• _PROBLEM_: Restate word for word the lines of the material below, from the line with "fn marshal_binary_compress(&self) ->" to the line with "fn zero() -> Self", both lines included, and no others.

▶

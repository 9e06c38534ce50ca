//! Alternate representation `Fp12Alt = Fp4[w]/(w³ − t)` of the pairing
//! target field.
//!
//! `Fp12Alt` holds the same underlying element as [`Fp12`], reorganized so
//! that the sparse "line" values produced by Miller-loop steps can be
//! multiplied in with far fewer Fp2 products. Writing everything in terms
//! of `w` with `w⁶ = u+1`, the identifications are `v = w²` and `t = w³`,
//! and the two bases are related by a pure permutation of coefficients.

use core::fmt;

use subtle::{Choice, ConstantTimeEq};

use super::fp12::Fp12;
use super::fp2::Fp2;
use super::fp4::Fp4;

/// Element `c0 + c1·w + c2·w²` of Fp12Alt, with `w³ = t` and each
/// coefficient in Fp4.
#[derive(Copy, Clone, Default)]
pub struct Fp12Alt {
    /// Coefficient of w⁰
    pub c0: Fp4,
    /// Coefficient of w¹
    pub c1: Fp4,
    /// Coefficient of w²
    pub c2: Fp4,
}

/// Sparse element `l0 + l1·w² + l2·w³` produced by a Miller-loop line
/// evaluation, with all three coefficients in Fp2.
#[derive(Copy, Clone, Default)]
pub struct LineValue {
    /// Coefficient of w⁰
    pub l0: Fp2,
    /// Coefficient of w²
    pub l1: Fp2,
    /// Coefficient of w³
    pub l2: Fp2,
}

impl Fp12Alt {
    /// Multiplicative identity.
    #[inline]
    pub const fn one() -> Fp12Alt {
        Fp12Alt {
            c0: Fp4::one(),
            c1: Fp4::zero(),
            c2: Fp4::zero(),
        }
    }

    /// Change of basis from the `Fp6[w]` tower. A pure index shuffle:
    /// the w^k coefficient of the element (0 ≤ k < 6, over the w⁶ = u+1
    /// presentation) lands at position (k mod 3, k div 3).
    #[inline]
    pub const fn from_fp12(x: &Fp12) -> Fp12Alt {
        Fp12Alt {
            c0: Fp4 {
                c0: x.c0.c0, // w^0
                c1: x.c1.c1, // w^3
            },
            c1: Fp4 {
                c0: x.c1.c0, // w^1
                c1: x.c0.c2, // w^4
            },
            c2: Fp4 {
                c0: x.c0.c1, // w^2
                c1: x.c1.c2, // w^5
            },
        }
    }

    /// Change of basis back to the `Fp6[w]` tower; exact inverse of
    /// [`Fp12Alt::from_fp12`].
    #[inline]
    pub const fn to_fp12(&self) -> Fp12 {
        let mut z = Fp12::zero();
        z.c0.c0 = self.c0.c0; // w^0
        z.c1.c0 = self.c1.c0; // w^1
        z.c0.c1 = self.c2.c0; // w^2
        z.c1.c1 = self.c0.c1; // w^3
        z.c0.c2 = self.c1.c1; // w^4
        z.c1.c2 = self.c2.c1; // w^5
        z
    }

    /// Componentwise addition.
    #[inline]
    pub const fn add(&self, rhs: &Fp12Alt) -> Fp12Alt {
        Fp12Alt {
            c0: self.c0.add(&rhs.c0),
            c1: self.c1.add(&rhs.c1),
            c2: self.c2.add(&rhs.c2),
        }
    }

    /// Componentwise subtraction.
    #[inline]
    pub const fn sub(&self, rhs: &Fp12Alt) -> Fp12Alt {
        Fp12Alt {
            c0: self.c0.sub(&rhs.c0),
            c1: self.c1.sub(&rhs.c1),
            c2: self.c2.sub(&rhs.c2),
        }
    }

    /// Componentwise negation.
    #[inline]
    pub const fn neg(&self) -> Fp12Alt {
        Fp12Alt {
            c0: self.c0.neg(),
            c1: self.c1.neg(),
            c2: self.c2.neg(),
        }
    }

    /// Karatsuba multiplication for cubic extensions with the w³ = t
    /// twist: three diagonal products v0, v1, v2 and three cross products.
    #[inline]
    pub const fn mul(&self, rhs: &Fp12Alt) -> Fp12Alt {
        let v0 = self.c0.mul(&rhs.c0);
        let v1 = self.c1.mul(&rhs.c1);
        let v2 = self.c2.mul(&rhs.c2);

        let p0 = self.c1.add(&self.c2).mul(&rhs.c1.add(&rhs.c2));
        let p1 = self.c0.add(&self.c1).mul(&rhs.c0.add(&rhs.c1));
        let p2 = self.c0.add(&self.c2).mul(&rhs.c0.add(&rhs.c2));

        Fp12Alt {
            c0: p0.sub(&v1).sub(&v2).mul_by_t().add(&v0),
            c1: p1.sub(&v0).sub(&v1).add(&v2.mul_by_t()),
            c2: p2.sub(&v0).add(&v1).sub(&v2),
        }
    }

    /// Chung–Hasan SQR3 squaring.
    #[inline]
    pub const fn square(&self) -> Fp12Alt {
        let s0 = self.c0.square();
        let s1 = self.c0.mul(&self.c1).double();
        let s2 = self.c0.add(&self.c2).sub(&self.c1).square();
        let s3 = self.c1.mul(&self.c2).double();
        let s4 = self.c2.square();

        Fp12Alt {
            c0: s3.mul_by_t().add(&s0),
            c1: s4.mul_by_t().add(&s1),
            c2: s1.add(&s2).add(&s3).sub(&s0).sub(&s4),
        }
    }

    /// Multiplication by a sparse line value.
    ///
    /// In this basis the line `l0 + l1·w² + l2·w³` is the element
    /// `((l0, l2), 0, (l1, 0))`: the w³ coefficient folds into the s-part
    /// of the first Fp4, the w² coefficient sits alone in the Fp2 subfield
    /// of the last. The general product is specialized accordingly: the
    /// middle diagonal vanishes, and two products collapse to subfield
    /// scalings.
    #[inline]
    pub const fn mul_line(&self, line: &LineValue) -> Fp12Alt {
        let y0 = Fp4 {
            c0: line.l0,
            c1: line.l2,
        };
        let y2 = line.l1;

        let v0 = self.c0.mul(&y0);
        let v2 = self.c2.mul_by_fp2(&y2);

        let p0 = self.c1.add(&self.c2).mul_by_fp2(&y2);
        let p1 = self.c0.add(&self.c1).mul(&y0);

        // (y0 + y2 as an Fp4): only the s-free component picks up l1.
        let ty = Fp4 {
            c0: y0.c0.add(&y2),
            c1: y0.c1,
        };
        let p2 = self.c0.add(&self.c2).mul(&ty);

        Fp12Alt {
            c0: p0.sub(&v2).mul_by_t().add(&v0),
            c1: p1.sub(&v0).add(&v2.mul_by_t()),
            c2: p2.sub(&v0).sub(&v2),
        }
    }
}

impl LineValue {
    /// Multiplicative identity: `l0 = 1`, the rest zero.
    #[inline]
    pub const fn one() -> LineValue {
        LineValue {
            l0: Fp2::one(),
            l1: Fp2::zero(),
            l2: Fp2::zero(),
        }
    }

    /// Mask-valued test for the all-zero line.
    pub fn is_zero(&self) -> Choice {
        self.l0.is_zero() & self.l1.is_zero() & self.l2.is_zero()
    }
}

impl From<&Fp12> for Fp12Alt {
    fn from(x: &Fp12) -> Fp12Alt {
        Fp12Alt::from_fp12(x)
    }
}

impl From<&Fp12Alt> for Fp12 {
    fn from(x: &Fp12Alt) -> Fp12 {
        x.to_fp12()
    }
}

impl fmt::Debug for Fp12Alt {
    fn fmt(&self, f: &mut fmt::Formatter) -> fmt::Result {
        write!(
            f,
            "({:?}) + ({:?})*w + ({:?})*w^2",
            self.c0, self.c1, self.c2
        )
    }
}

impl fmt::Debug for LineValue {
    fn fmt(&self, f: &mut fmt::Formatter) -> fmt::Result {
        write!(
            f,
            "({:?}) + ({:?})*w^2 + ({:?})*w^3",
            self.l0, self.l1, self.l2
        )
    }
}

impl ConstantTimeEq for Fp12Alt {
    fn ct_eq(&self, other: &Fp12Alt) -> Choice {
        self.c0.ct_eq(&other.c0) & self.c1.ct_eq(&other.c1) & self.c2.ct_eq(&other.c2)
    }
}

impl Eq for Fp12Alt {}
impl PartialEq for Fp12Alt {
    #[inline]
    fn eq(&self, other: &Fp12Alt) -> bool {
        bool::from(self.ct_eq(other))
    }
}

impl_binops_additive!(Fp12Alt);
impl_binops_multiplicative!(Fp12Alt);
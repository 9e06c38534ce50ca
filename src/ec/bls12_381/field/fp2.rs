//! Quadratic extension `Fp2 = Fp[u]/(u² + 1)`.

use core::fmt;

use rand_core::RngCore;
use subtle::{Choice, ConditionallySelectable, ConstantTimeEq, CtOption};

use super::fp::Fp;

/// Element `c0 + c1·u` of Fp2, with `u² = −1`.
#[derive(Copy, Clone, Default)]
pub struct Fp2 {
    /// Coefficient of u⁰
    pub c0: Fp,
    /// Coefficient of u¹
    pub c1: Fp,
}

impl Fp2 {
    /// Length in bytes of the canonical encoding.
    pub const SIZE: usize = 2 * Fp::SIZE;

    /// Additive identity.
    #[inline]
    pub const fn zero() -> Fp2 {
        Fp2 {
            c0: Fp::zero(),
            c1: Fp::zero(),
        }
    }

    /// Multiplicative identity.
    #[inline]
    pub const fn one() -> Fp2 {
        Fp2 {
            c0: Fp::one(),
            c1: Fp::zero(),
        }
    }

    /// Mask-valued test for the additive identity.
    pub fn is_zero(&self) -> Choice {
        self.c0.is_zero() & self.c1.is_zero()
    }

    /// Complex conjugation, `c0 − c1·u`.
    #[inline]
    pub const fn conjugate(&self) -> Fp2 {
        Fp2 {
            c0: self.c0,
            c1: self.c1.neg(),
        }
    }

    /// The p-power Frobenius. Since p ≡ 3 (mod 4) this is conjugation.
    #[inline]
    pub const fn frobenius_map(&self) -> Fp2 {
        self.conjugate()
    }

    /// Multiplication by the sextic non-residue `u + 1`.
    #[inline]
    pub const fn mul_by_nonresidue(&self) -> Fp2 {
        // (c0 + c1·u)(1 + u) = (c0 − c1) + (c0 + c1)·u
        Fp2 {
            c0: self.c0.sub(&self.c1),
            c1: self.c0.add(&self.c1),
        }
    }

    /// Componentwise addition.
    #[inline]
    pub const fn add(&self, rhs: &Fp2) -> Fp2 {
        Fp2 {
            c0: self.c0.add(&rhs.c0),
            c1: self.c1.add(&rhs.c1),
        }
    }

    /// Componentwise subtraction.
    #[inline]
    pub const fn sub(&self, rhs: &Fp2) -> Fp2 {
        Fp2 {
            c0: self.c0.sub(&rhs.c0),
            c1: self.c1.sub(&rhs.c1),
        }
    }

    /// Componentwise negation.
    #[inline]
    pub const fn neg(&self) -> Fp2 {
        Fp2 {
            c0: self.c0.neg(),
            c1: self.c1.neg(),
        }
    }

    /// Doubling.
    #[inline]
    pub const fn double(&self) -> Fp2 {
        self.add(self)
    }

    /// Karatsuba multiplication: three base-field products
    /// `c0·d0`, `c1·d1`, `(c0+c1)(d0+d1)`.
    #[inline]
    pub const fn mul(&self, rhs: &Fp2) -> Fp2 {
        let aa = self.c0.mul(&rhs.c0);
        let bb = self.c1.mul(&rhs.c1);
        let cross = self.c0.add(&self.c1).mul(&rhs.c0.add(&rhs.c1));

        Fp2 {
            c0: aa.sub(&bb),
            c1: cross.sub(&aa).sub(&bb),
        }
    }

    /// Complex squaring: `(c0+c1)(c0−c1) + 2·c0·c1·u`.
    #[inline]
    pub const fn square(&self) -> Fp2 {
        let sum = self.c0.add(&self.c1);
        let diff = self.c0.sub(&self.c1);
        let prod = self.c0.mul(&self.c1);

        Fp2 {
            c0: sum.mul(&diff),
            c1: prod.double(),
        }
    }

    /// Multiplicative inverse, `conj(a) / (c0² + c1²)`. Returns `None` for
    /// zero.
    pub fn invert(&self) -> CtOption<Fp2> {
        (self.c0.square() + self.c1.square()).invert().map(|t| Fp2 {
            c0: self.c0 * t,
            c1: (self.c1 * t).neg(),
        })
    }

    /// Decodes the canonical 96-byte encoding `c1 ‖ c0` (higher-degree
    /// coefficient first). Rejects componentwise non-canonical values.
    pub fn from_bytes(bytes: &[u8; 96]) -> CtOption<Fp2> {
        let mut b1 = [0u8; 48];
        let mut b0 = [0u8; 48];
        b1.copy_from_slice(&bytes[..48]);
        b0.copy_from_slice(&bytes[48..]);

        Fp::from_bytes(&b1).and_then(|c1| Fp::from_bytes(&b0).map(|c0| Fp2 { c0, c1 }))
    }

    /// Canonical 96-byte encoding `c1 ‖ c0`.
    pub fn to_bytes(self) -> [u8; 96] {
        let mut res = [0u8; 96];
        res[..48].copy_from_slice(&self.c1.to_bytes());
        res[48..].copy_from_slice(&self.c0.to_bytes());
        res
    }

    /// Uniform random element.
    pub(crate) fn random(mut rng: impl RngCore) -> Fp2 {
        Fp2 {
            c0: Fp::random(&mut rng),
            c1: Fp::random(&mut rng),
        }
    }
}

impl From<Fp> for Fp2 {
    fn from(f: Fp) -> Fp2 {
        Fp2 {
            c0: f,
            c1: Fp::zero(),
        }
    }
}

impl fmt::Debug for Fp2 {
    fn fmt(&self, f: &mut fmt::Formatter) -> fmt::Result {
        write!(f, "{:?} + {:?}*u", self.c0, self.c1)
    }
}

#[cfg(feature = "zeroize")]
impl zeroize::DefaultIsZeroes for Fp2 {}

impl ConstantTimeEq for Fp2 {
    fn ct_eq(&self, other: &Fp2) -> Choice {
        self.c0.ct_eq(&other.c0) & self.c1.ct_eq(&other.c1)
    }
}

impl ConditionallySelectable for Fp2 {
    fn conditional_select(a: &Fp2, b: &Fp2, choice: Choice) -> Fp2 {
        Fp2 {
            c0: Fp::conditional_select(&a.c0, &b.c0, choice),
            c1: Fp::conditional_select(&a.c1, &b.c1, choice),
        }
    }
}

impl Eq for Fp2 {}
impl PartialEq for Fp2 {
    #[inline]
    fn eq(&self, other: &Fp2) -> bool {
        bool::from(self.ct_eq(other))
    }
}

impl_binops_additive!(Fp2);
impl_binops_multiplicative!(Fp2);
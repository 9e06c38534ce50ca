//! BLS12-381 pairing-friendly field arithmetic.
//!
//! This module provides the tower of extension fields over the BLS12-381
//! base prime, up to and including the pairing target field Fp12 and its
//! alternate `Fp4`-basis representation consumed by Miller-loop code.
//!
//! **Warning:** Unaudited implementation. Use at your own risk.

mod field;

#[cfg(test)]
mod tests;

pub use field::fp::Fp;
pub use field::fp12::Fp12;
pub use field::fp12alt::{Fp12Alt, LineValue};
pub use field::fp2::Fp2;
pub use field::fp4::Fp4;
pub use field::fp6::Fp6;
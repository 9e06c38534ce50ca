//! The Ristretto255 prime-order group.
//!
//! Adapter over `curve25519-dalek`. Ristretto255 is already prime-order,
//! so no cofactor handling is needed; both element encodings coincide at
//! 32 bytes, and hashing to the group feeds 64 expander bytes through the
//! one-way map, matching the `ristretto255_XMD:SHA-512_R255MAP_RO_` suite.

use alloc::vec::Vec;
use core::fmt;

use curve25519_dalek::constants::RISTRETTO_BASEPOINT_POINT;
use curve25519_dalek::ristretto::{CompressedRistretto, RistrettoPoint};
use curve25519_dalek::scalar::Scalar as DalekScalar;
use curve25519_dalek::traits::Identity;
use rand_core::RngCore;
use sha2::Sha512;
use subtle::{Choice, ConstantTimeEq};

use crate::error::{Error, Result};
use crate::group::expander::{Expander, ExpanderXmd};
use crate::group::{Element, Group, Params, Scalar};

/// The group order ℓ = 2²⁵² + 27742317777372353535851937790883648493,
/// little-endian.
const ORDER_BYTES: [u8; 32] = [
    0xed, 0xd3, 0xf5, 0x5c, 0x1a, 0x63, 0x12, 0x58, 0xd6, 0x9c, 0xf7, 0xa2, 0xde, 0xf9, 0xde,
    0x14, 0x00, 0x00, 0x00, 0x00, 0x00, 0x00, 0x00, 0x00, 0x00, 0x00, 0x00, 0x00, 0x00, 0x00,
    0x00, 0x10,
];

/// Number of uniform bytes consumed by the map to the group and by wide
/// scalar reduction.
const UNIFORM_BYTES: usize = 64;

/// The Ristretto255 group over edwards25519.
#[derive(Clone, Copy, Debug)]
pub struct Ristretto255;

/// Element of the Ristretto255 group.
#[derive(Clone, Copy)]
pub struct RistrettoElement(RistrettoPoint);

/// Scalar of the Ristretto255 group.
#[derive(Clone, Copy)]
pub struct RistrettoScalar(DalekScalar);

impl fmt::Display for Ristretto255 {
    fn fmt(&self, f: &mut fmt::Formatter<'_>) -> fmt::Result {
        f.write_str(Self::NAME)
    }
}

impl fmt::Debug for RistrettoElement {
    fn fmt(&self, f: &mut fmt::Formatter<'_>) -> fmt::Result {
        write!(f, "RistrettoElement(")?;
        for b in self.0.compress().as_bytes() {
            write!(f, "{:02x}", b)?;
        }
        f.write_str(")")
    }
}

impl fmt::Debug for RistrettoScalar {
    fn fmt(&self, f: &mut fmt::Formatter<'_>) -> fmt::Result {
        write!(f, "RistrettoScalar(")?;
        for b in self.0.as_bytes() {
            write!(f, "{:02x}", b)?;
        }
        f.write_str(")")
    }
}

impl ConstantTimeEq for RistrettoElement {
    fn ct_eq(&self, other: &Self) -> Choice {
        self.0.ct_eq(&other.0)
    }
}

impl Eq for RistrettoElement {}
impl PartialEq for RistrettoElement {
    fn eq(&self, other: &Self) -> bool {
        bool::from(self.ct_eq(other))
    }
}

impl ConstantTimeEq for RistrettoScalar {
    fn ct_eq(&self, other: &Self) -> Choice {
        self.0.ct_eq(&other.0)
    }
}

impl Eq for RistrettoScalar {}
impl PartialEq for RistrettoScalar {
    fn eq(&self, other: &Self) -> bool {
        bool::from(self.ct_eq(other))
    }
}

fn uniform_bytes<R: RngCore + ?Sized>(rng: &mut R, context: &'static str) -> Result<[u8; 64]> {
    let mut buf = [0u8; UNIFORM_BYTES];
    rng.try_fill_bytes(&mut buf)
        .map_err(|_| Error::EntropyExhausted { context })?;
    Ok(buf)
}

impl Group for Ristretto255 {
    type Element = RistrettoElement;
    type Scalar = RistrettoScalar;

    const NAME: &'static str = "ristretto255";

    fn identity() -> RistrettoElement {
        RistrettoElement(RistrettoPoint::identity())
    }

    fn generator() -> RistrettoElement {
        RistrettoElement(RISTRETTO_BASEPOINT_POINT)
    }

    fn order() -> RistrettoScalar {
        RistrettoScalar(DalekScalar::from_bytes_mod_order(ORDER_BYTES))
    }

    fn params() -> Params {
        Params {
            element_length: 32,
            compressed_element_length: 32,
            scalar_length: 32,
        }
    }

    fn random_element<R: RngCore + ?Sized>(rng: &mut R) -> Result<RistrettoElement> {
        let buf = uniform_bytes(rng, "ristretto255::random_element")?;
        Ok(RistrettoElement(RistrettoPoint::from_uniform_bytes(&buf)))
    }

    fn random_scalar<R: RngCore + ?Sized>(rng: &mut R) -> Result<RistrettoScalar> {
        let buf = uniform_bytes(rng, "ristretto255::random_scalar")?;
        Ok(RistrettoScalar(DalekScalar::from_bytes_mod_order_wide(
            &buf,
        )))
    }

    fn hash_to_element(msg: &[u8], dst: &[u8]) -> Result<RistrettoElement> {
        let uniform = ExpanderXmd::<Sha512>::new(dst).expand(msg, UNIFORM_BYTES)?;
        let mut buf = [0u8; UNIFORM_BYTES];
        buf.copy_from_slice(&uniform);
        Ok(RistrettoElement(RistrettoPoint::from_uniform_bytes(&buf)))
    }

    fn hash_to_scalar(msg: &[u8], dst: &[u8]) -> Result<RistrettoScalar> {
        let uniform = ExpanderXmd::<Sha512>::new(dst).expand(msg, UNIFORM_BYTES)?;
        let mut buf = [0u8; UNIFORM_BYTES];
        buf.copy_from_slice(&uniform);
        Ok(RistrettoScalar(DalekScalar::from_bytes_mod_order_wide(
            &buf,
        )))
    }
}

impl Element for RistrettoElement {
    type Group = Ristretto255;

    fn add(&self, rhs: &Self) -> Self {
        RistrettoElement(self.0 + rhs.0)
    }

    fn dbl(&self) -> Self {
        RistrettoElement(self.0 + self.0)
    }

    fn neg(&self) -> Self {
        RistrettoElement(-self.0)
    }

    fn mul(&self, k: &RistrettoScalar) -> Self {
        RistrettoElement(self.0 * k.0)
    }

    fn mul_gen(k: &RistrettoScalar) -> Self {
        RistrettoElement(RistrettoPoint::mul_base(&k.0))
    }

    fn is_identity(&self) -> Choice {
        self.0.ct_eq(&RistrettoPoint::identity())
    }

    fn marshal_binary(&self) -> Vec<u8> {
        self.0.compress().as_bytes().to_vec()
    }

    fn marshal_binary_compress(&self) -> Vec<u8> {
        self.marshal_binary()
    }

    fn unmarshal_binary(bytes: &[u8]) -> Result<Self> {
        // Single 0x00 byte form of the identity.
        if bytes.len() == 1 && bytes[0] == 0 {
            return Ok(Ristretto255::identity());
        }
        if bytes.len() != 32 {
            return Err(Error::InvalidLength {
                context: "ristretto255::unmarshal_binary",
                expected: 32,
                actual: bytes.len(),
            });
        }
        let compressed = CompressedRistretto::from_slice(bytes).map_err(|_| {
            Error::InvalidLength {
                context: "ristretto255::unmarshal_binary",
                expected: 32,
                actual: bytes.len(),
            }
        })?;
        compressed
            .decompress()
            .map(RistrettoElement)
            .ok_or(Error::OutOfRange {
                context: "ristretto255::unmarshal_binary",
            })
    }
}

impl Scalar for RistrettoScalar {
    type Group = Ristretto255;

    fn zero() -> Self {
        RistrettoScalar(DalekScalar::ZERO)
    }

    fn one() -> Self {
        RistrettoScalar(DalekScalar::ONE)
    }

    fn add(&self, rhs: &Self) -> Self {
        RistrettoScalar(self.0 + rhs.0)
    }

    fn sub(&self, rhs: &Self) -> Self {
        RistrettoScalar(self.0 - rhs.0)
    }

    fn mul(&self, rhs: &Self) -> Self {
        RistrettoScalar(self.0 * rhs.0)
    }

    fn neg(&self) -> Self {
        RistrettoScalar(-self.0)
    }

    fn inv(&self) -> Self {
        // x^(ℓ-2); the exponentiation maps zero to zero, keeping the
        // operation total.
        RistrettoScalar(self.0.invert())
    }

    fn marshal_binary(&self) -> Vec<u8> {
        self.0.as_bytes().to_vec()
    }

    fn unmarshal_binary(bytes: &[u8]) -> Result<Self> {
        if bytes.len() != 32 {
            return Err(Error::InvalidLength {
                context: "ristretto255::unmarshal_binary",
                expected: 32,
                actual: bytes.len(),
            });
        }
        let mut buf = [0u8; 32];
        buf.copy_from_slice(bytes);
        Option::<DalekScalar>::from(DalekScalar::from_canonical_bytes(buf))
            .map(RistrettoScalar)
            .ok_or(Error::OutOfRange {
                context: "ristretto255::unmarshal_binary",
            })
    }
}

◀

• _RESPONSE_:
    fn marshal_binary_compress(&self) -> Vec<u8> {
        self.marshal_binary()
    }

    fn unmarshal_binary(bytes: &[u8]) -> Result<Self> {
        // Single 0x00 byte form of the identity.
        if bytes.len() == 1 && bytes[0] == 0 {
            return Ok(Ristretto255::identity());
        }
        if bytes.len() != 32 {
            return Err(Error::InvalidLength {
                context: "ristretto255::unmarshal_binary",
                expected: 32,
                actual: bytes.len(),
            });
        }
        let compressed = CompressedRistretto::from_slice(bytes).map_err(|_| {
            Error::InvalidLength {
                context: "ristretto255::unmarshal_binary",
                expected: 32,
                actual: bytes.len(),
            }
        })?;
        compressed
            .decompress()
            .map(RistrettoElement)
            .ok_or(Error::OutOfRange {
                context: "ristretto255::unmarshal_binary",
            })
    }
}

impl Scalar for RistrettoScalar {
    type Group = Ristretto255;

    fn zero() -> Self {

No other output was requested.